With the announcement that this latest tour by the B-52’s is destined to be their last time out on the road, it’s a perfect time to take a look at the back catalog of the iconic band from Athens, Georgia. In particular, we’re dancing our way through 8 of the best songs from their ‘80s output, and while it’s tough to pare things down to that few tunes, we’re happy with the list we’ve curated.
1. “Private Idaho” (1980): This track climbed to #5 on the Billboard Dance chart, but in case you were wondering, it’s not really about Idaho. As Fred Schneider told the Idaho Statesman in advance of the band’s first ever show in the state, “Idaho is pretty mysterious to all of us. I know it’s a beautiful state, but then I know there’s also a lot of crazy right-wingers and all that stuff. The song’s about all different things. It’s not like a parody of Idaho or anything.”
2. "Give Me Back My Man” (1980): Funnily enough, this Cindy Wilson-sung track also climbed to #5 on the dance club chart, owing to a rule at the time which allowed multiple album tracks to sit in the same spot together.
3. “Mesopotamia”(1982): This was the title track to the band’s ’82 EP, which took them in a slightly different sonic direction.
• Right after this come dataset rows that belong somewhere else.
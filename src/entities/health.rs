//! Hit point pool shared by the player and monsters

use std::fmt;

/// Current and maximum hit points
#[derive(Debug, Clone, Copy, PartialEq, Eq)]
pub struct Health {
    pub current: i32,
    pub max: i32,
}

impl Health {
    pub fn new(max: i32) -> Self {
        Self { current: max, max }
    }

    /// Apply damage, clamping at zero. Returns true when hp lands on exactly 0.
    pub fn take_damage(&mut self, amount: i32) -> bool {
        self.current = (self.current - amount).max(0);
        self.current == 0
    }

    /// Restore hp, never above max
    pub fn heal(&mut self, amount: i32) {
        self.current = self.current.saturating_add(amount).min(self.max);
    }

    /// Refill to max
    pub fn restore(&mut self) {
        self.current = self.max;
    }

    pub fn is_dead(&self) -> bool {
        self.current <= 0
    }
}

impl fmt::Display for Health {
    fn fmt(&self, f: &mut fmt::Formatter<'_>) -> fmt::Result {
        write!(f, "{}/{}", self.current, self.max)
    }
}

#[cfg(test)]
mod tests {
    use super::*;
    use proptest::prelude::*;

    #[test]
    fn test_damage_clamps_at_zero() {
        let mut health = Health::new(5);
        assert!(health.take_damage(6));
        assert_eq!(health.current, 0);
    }

    #[test]
    fn test_heal_clamps_at_max() {
        let mut health = Health::new(20);
        health.take_damage(5);
        health.heal(100);
        assert_eq!(health.current, 20);
    }

    #[test]
    fn test_huge_heal_saturates() {
        let mut health = Health::new(50);
        health.take_damage(10);
        health.heal(i32::MAX);
        assert_eq!(health.current, 50);
    }

    proptest! {
        #[test]
        fn damage_law(max in 1i32..1000, before in 0i32..1000, dmg in 0i32..=i32::MAX) {
            let mut health = Health { current: before.min(max), max };
            let start = health.current;
            let dead = health.take_damage(dmg);
            prop_assert_eq!(health.current, (start - dmg).max(0));
            prop_assert_eq!(dead, health.current == 0);
        }

        #[test]
        fn heal_law(max in 1i32..1000, before in 0i32..1000, amount in 0i32..=i32::MAX) {
            let mut health = Health { current: before.min(max), max };
            let start = health.current;
            health.heal(amount);
            prop_assert_eq!(health.current, (start as i64 + amount as i64).min(max as i64) as i32);
        }
    }
}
This was undoubtedly thanks to the production by David Byrne, who expanded their instrumentation considerably.
4. “Legal Tender”(1983): The first single from the band’s third studio album, this song actually spins a story about illegal tender, describing an idea for counterfeiting money because prices are rising. (In other words, it’s still relevant today.) The song kicked off the Whammy! and gave listeners an idea straight out of the gate of how the band’s sound had changed since their last full-length LP.
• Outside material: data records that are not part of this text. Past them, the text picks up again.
//! The player character

use super::Health;
use crate::progression::xp::{
    level_title, xp_threshold, LEVEL_UP_ATTACK, LEVEL_UP_DEFENSE, LEVEL_UP_HP,
};

/// Starting max HP
pub const BASE_HP: i32 = 100;
/// Starting attack
pub const BASE_ATTACK: i32 = 10;
/// Starting defense
pub const BASE_DEFENSE: i32 = 5;

/// The adventurer, created once per run
#[derive(Debug, Clone, PartialEq)]
pub struct Player {
    pub name: String,
    pub health: Health,
    pub attack: i32,
    pub defense: i32,
    pub xp: u32,
    pub level: u32,
    pub gold: u32,
    /// Item names in pickup order, duplicates allowed
    pub inventory: Vec<String>,
}

impl Player {
    pub fn new(name: impl Into<String>) -> Self {
        Self {
            name: name.into(),
            health: Health::new(BASE_HP),
            attack: BASE_ATTACK,
            defense: BASE_DEFENSE,
            xp: 0,
            level: 1,
            gold: 0,
            inventory: Vec::new(),
        }
    }

    /// Returns true if this hit brought the player to exactly 0 hp
    pub fn take_damage(&mut self, amount: i32) -> bool {
        self.health.take_damage(amount)
    }

    pub fn heal(&mut self, amount: i32) {
        self.health.heal(amount);
    }

    pub fn is_dead(&self) -> bool {
        self.health.is_dead()
    }

    /// Add XP and return true if leveled up.
    ///
    /// Only one level is checked per call, even when `amount` would cover
    /// several thresholds.
    pub fn add_xp(&mut self, amount: u32) -> bool {
        self.xp = self.xp.saturating_add(amount);
        if self.xp >= xp_threshold(self.level) {
            self.level_up();
            true
        } else {
            false
        }
    }

    /// Gain a level: more HP (fully restored), attack and defense
    pub fn level_up(&mut self) {
        self.level += 1;
        self.health.max += LEVEL_UP_HP;
        self.health.restore();
        self.attack += LEVEL_UP_ATTACK;
        self.defense += LEVEL_UP_DEFENSE;
        log::info!("{} reached level {}", self.name, self.level);
    }

    pub fn add_gold(&mut self, amount: u32) {
        self.gold = self.gold.saturating_add(amount);
    }

    pub fn add_item(&mut self, item: impl Into<String>) {
        self.inventory.push(item.into());
    }

    /// Remove the first exact match. Returns false if the item isn't carried.
    pub fn remove_item(&mut self, item: &str) -> bool {
        match self.inventory.iter().position(|i| i == item) {
            Some(index) => {
                self.inventory.remove(index);
                true
            }
            None => false,
        }
    }

    /// Comma-separated inventory, or "Empty"
    pub fn inventory_line(&self) -> String {
        if self.inventory.is_empty() {
            "Empty".to_string()
        } else {
            self.inventory.join(", ")
        }
    }

    /// Multi-line character sheet
    pub fn status(&self) -> String {
        format!(
            "--- {} Status ---\n\
             Level: {} ({})\n\
             HP: {}\n\
             Attack: {}\n\
             Defense: {}\n\
             XP: {}/{}\n\
             Gold: {}\n\
             Inventory: {}\n\
             --------------------------",
            self.name,
            self.level,
            level_title(self.level),
            self.health,
            self.attack,
            self.defense,
            self.xp,
            xp_threshold(self.level),
            self.gold,
            self.inventory_line(),
        )
    }
}

impl Default for Player {
    fn default() -> Self {
        Self::new("Hero")
    }
}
5. “Song for a Future Generation”(1983): One of the most fun and goofy tracks in the band’s catalog, it’s probably best known for its dating-profile recitations and the repeating of the phrase, “Let’s meet and have a baby now!”
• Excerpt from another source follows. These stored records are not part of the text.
//! Portalcrawl - Entry Point
//!
//! Parses arguments, sets up logging and configuration, and hands the
//! console to the game loop.

use std::fs::OpenOptions;
use std::path::PathBuf;

use anyhow::{Context, Result};
use clap::Parser;

use portalcrawl::data::{default_config_path, GameConfig};
use portalcrawl::ui::{Console, ScriptedConsole, StdConsole};
use portalcrawl::{Game, GameError};

/// A turn-based text dungeon crawler
#[derive(Debug, Parser)]
#[command(version, about)]
struct Args {
    /// Seed for a reproducible run
    #[arg(long)]
    seed: Option<u64>,

    /// Hero name
    #[arg(long)]
    name: Option<String>,

    /// Config file (RON); defaults to the platform config directory
    #[arg(long)]
    config: Option<PathBuf>,

    /// Replay commands from a file instead of reading stdin
    #[arg(long)]
    script: Option<PathBuf>,

    /// Where diagnostics are written
    #[arg(long, default_value = "portalcrawl.log")]
    log_file: PathBuf,
}

fn main() -> Result<()> {
    let args = Args::parse();
    init_logging(&args);

    log::info!("Starting Portalcrawl v{}", env!("CARGO_PKG_VERSION"));

    let mut config = match &args.config {
        Some(path) => GameConfig::load(path)
            .with_context(|| format!("loading config from {}", path.display()))?,
        None => default_config_path()
            .map(|path| GameConfig::load_or_default(&path))
            .unwrap_or_default(),
    };
    if let Some(seed) = args.seed {
        config.seed = Some(seed);
    }
    if let Some(name) = args.name.clone() {
        config.player_name = name;
    }

    let mut console: Box<dyn Console> = match &args.script {
        Some(path) => Box::new(
            ScriptedConsole::from_file(path)
                .with_context(|| format!("reading script {}", path.display()))?
                .with_echo(true),
        ),
        None => Box::new(StdConsole::new()),
    };

    let mut game = Game::new(config).context("starting the run")?;
    match game.run(console.as_mut()) {
        Ok(summary) => {
            console.print(&summary.to_string());
            log::info!("Run finished: {}", summary);
            Ok(())
        }
        Err(GameError::InputClosed) => {
            log::info!("Input closed on stage {}", game.stage());
            console.print(&format!("\nFarewell. {}", game.summary()));
            Ok(())
        }
        Err(e) => {
            log::error!("Game exited with error: {}", e);
            Err(e.into())
        }
    }
}

/// Log to a file so diagnostics never interleave with the game text
fn init_logging(args: &Args) {
    let mut builder =
        env_logger::Builder::from_env(env_logger::Env::default().default_filter_or("info"));

    match OpenOptions::new()
        .create(true)
        .write(true)
        .truncate(true)
        .open(&args.log_file)
    {
        Ok(file) => {
            builder.target(env_logger::Target::Pipe(Box::new(file)));
        }
        Err(_) => {
            // Can't open the log file; keep stderr but only for real problems
            builder.filter_level(log::LevelFilter::Warn);
        }
    }
    builder.init();
}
6. “Summer of Love”(1986): This track from the B-52’s final album with Ricky should be bright and shiny with a title like that, but it’s actually rather melancholy in tone, which probably matches the mood of most people when they learned of Ricky’s passing.
7."Girl from Ipanema Goes to Greenland”(1986): In a 2002 interview with The Advocate, Keith Strickland remarked of this tune that it was one of the last songs he wrote with Ricky before his death, adding, “I felt we had reached a new level in our writing – we were trying new things, and there was a maturity there.” Ah, what might’ve been...
8. “Love Shack”(1989): How could we possibly close with any other song? It’s the track that proved that – even in the absence of the late Ricky Wilson – the B-52’s could still pen a party anthem with the best of them. The single proved to be the biggest hit of the band’s career, giving them a summer anthem for basically every summer from here on out, a track that will last well beyond the band itself.